I. Project Background and Requirement Analysis​
With the deepening advancement of the energy transition, voltage source converter (VSC)-based flexible DC transmission technology has become a key solution for large-scale renewable energy integration and enhancing long-distance power transmission capabilities, owing to its advantages such as independent control of active and reactive power and low harmonic content. The construction of flexible DC grids is an inevitable trend. In this context, high-voltage DC circuit breakers, as core protection devices for rapid fault isolation and ensuring grid safety and stability, are critically important.
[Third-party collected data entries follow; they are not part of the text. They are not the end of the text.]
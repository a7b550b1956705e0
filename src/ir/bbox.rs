//! Axis-aligned bounding boxes in image pixel coordinates.

use serde::{Deserialize, Serialize};

use super::geometry::Point;

/// An axis-aligned bounding box `(x1, y1, x2, y2)` in image pixels.
///
/// Note: This type does NOT enforce `x1 < x2` or `y1 < y2`. Degenerate boxes
/// (zero area) are valid values and every geometric helper handles them
/// without panicking. Missing keys deserialize as `0`.
#[derive(Clone, Copy, Debug, Default, PartialEq, Serialize, Deserialize)]
pub struct BoundingBox {
    #[serde(default)]
    pub x1: f64,
    #[serde(default)]
    pub y1: f64,
    #[serde(default)]
    pub x2: f64,
    #[serde(default)]
    pub y2: f64,
}

impl BoundingBox {
    /// Creates a new bounding box from explicit coordinates.
    #[inline]
    pub fn new(x1: f64, y1: f64, x2: f64, y2: f64) -> Self {
        Self { x1, y1, x2, y2 }
    }

    /// Creates the tightest box around a set of points.
    ///
    /// Returns the zero box for an empty slice.
    pub fn enclosing(points: &[Point]) -> Self {
        let Some(first) = points.first() else {
            return Self::default();
        };
        points.iter().skip(1).fold(
            Self::new(first.x, first.y, first.x, first.y),
            |acc, p| Self::new(acc.x1.min(p.x), acc.y1.min(p.y), acc.x2.max(p.x), acc.y2.max(p.y)),
        )
    }

    /// Returns the width of the box, clamped at zero.
    #[inline]
    pub fn width(&self) -> f64 {
        (self.x2 - self.x1).max(0.0)
    }

    /// Returns the height of the box, clamped at zero.
    #[inline]
    pub fn height(&self) -> f64 {
        (self.y2 - self.y1).max(0.0)
    }

    /// Returns the area of the box. Zero for degenerate or inverted boxes.
    #[inline]
    pub fn area(&self) -> f64 {
        self.width() * self.height()
    }

    /// Returns the center point.
    #[inline]
    pub fn center(&self) -> Point {
        Point::new((self.x1 + self.x2) * 0.5, (self.y1 + self.y2) * 0.5)
    }

    /// Returns true if all coordinates are finite (not NaN or infinite).
    #[inline]
    pub fn is_finite(&self) -> bool {
        self.x1.is_finite() && self.y1.is_finite() && self.x2.is_finite() && self.y2.is_finite()
    }

    /// True when the text in this box reads horizontally (wider than tall).
    #[inline]
    pub fn is_horizontal(&self) -> bool {
        self.width() > self.height()
    }

    /// Intersection-over-union with another box.
    ///
    /// Returns `0.0` when the union has no area, so degenerate boxes never
    /// count as overlapping anything (including themselves).
    pub fn iou(&self, other: &Self) -> f64 {
        let inter = Self::new(
            self.x1.max(other.x1),
            self.y1.max(other.y1),
            self.x2.min(other.x2),
            self.y2.min(other.y2),
        )
        .area();
        let union = self.area() + other.area() - inter;
        if union <= 0.0 {
            0.0
        } else {
            inter / union
        }
    }

    /// Builds a new box shifted by `(dx, dy)`.
    #[inline]
    pub fn translated(&self, dx: f64, dy: f64) -> Self {
        Self::new(self.x1 + dx, self.y1 + dy, self.x2 + dx, self.y2 + dy)
    }

    /// Builds a new box grown by `margin` on every side.
    #[inline]
    pub fn expanded(&self, margin: f64) -> Self {
        Self::new(
            self.x1 - margin,
            self.y1 - margin,
            self.x2 + margin,
            self.y2 + margin,
        )
    }

    /// Builds the horizontal slice of this box covering the fraction
    /// `[start, end)` of its width. Fractions are clamped into `[0, 1]`.
    pub fn horizontal_slice(&self, start: f64, end: f64) -> Self {
        let start = start.clamp(0.0, 1.0);
        let end = end.clamp(start, 1.0);
        let w = self.x2 - self.x1;
        Self::new(self.x1 + w * start, self.y1, self.x1 + w * end, self.y2)
    }

    /// Euclidean distance from a point to this box; zero when inside.
    pub fn distance_to_point(&self, p: Point) -> f64 {
        let dx = (self.x1 - p.x).max(0.0).max(p.x - self.x2);
        let dy = (self.y1 - p.y).max(0.0).max(p.y - self.y2);
        dx.hypot(dy)
    }
}

#[cfg(test)]
mod tests {
    use super::*;

    #[test]
    fn test_bbox_dimensions() {
        let bbox = BoundingBox::new(10.0, 20.0, 100.0, 80.0);
        assert_eq!(bbox.width(), 90.0);
        assert_eq!(bbox.height(), 60.0);
        assert_eq!(bbox.area(), 5400.0);
        assert_eq!(bbox.center(), Point::new(55.0, 50.0));
        assert!(bbox.is_horizontal());
    }

    #[test]
    fn test_iou_identity_and_disjoint() {
        let a = BoundingBox::new(0.0, 0.0, 10.0, 10.0);
        let b = BoundingBox::new(20.0, 20.0, 30.0, 30.0);
        assert_eq!(a.iou(&a), 1.0);
        assert_eq!(a.iou(&b), 0.0);
    }

    #[test]
    fn test_iou_partial_overlap() {
        let a = BoundingBox::new(0.0, 0.0, 10.0, 10.0);
        let b = BoundingBox::new(5.0, 5.0, 15.0, 15.0);
        assert_eq!(a.iou(&b), 25.0 / 175.0);
        assert_eq!(a.iou(&b), b.iou(&a));
    }

    #[test]
    fn test_degenerate_box_has_zero_iou() {
        let zero = BoundingBox::default();
        assert_eq!(zero.area(), 0.0);
        assert_eq!(zero.iou(&zero), 0.0);
    }

    #[test]
    fn test_translated_leaves_original_untouched() {
        let original = BoundingBox::new(1.0, 2.0, 3.0, 4.0);
        let moved = original.translated(10.0, 20.0);
        assert_eq!(moved, BoundingBox::new(11.0, 22.0, 13.0, 24.0));
        assert_eq!(original, BoundingBox::new(1.0, 2.0, 3.0, 4.0));
    }

    #[test]
    fn test_enclosing_polygon() {
        let pts = [
            Point::new(5.0, 1.0),
            Point::new(9.0, 2.0),
            Point::new(8.0, 7.0),
            Point::new(4.0, 6.0),
        ];
        assert_eq!(
            BoundingBox::enclosing(&pts),
            BoundingBox::new(4.0, 1.0, 9.0, 7.0)
        );
        assert_eq!(BoundingBox::enclosing(&[]), BoundingBox::default());
    }

    #[test]
    fn test_distance_to_point() {
        let bbox = BoundingBox::new(0.0, 0.0, 10.0, 10.0);
        assert_eq!(bbox.distance_to_point(Point::new(5.0, 5.0)), 0.0);
        assert_eq!(bbox.distance_to_point(Point::new(13.0, 14.0)), 5.0);
    }

    #[test]
    fn test_horizontal_slice() {
        let bbox = BoundingBox::new(0.0, 0.0, 100.0, 10.0);
        assert_eq!(
            bbox.horizontal_slice(0.25, 0.5),
            BoundingBox::new(25.0, 0.0, 50.0, 10.0)
        );
    }

    #[test]
    fn test_missing_keys_default_to_zero() {
        let bbox: BoundingBox = serde_json::from_str(r#"{"x1": 5.0, "x2": 9.0}"#).unwrap();
        assert_eq!(bbox, BoundingBox::new(5.0, 0.0, 9.0, 0.0));
    }
}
Without high-performance DC circuit breakers, the operational flexibility and power supply reliability of flexible DC grids would be severely constrained.

Current mainstream high-voltage DC circuit breaker technologies have significant limitations:

• ​Mechanical Circuit Breakers: Although they offer low on-state losses and high withstand voltage, their interruption time is tens of milliseconds, failing to meet the stringent requirement of millisecond-level rapid fault isolation in flexible DC grids.
• ​All-Solid-State Circuit Breakers: Based on semiconductor devices, they provide extremely fast interruption but suffer from excessive on-state losses, high operating costs, and poor economic efficiency.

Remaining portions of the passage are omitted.